Andrew More defines information gain as:
$IG(Y|X) = H(Y) – H(Y|X)$
where $H(Y|X)$ is the conditional entropy. However, Wikipedia calls the above quantity mutual information.
Wikipedia on the other hand defines information gain as the Kullback–Leibler divergence (aka information divergence or relative entropy) between two random variables:
$D_{KL}(P||Q) = H(P,Q) – H(P)$
where $H(P,Q)$ is defined as the cross-entropy.
These two definitions seem to be inconsistent with each other.
I have also seen other authors talking about two additional related concepts, namely differential entropy and relative information gain.
What is the precise definition or relationship between these quantities? Is there a good text book that covers them all?
- Information gain
- Mutual information
- Cross entropy
- Conditional entropy
- Differential entropy
- Relative information gain
Best Answer
I think that calling the Kullback-Leibler divergence "information gain" is non-standard.
The first definition is standard.
EDIT: However, $H(Y)−H(Y|X)$ can also be called mutual information.
Note that I don't think you will find any scientific discipline that really has a standardized, precise, and consistent naming scheme.
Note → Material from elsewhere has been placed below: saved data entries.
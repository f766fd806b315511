#![deny(missing_docs)]

//! This crate provides:
//! - A process-wide registry of task parent/child edges, recorded at spawn time.
//! - An ancestry query that reconstructs the chain of ancestor task ids for any task.
//!
//! The point of the registry is to let library code discover *which logical
//! request it is running on behalf of* without threading a context argument
//! through every call site. A task arbitrarily deep in a spawn chain can ask
//! for its ancestors and match them against some table keyed by task id.
//!
//! Task ids are process-unique `u64` values assigned lazily, one per OS
//! thread. Host runtimes with native task ids can bypass the built-in
//! assignment entirely and feed their own ids through
//! [`SpawnRegistry::record_spawn`].
//!
//! ```
//! use task_lineage::{current_task_id, registry, spawn};
//!
//! let parent = current_task_id();
//! spawn(move || {
//!     let chain = registry().ancestors(current_task_id(), 10);
//!     assert_eq!(chain[1], parent);
//! })
//! .join()
//! .unwrap();
//! ```
//!
//! There is no notification when a task terminates, so the registry cannot
//! eagerly reclaim edges. Instead it relies on two mechanisms: a newer record
//! for the same child id marks older duplicates dead during lookup, and a
//! background sweep (piggybacked on `record_spawn`, rate-limited, one shard
//! at a time) removes dead and expired records. Losing an edge only degrades
//! an ancestry walk to a shorter chain; it never corrupts one.

mod registry;
mod task;

pub use crate::registry::{registry, SpawnRegistry};
pub use crate::task::{current_task_id, spawn};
So you will always have to look at the formulae, because they will generally give you a better idea.
Textbooks: see "Good introduction into different kinds of entropy".
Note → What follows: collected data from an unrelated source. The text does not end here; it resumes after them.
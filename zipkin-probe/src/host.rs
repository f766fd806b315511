//! Process-level facts resolved once at startup: the local IPv4 address and
//! the executable name that together identify this process's endpoint.

use std::net::UdpSocket;
use std::path::Path;

use once_cell::sync::Lazy;

const UNKNOWN: &str = "unknown";

static LOCAL_IPV4: Lazy<String> = Lazy::new(resolve_local_ipv4);
static EXEC_NAME: Lazy<String> = Lazy::new(resolve_exec_name);

/// The first routable IPv4 address of this host, or `"unknown"` when none
/// can be determined.
pub fn local_ipv4() -> &'static str {
    &LOCAL_IPV4
}

/// The basename of the running executable, or `"unknown"`.
pub fn exec_name() -> &'static str {
    &EXEC_NAME
}

fn resolve_local_ipv4() -> String {
    // Routing-table trick: connecting a UDP socket picks the outbound
    // interface without sending a single packet.
    let resolved = UdpSocket::bind("0.0.0.0:0").and_then(|socket| {
        socket.connect("8.8.8.8:80")?;
        socket.local_addr()
    });
    match resolved {
        Ok(addr) => addr.ip().to_string(),
        Err(err) => {
            tracing::warn!(%err, "could not resolve local ipv4 address");
            UNKNOWN.to_string()
        }
    }
}

fn resolve_exec_name() -> String {
    std::env::args()
        .next()
        .and_then(|arg0| {
            Path::new(&arg0)
                .file_name()
                .map(|name| name.to_string_lossy().into_owned())
        })
        .unwrap_or_else(|| UNKNOWN.to_string())
}

/// Splits a peer address of the form `"ip:port"` into its parts. A missing or
/// unparsable port falls back to 80; a bare ip passes through untouched.
pub(crate) fn parse_addr(addr: &str) -> (String, u16) {
    match addr.rsplit_once(':') {
        Some((ip, port)) => (ip.to_string(), port.parse().unwrap_or(80)),
        None => (addr.to_string(), 80),
    }
}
Also: Cosma Shalizi: Methods and Techniques of Complex Systems Science: An Overview, chapter 1 (pp. 33--114) in Thomas S. Deisboeck and J. Yasha Kresh (eds.), Complex Systems Science in Biomedicine http://arxiv.org/abs/nlin.AO/0307015
Robert M. Gray: Entropy and Information Theory http://ee.stanford.edu/~gray/it.html
David MacKay: Information Theory, Inference, and Learning Algorithms http://www.inference.phy.cam.ac.uk/mackay/itila/book.html
also, "What is “entropy and information gain”?"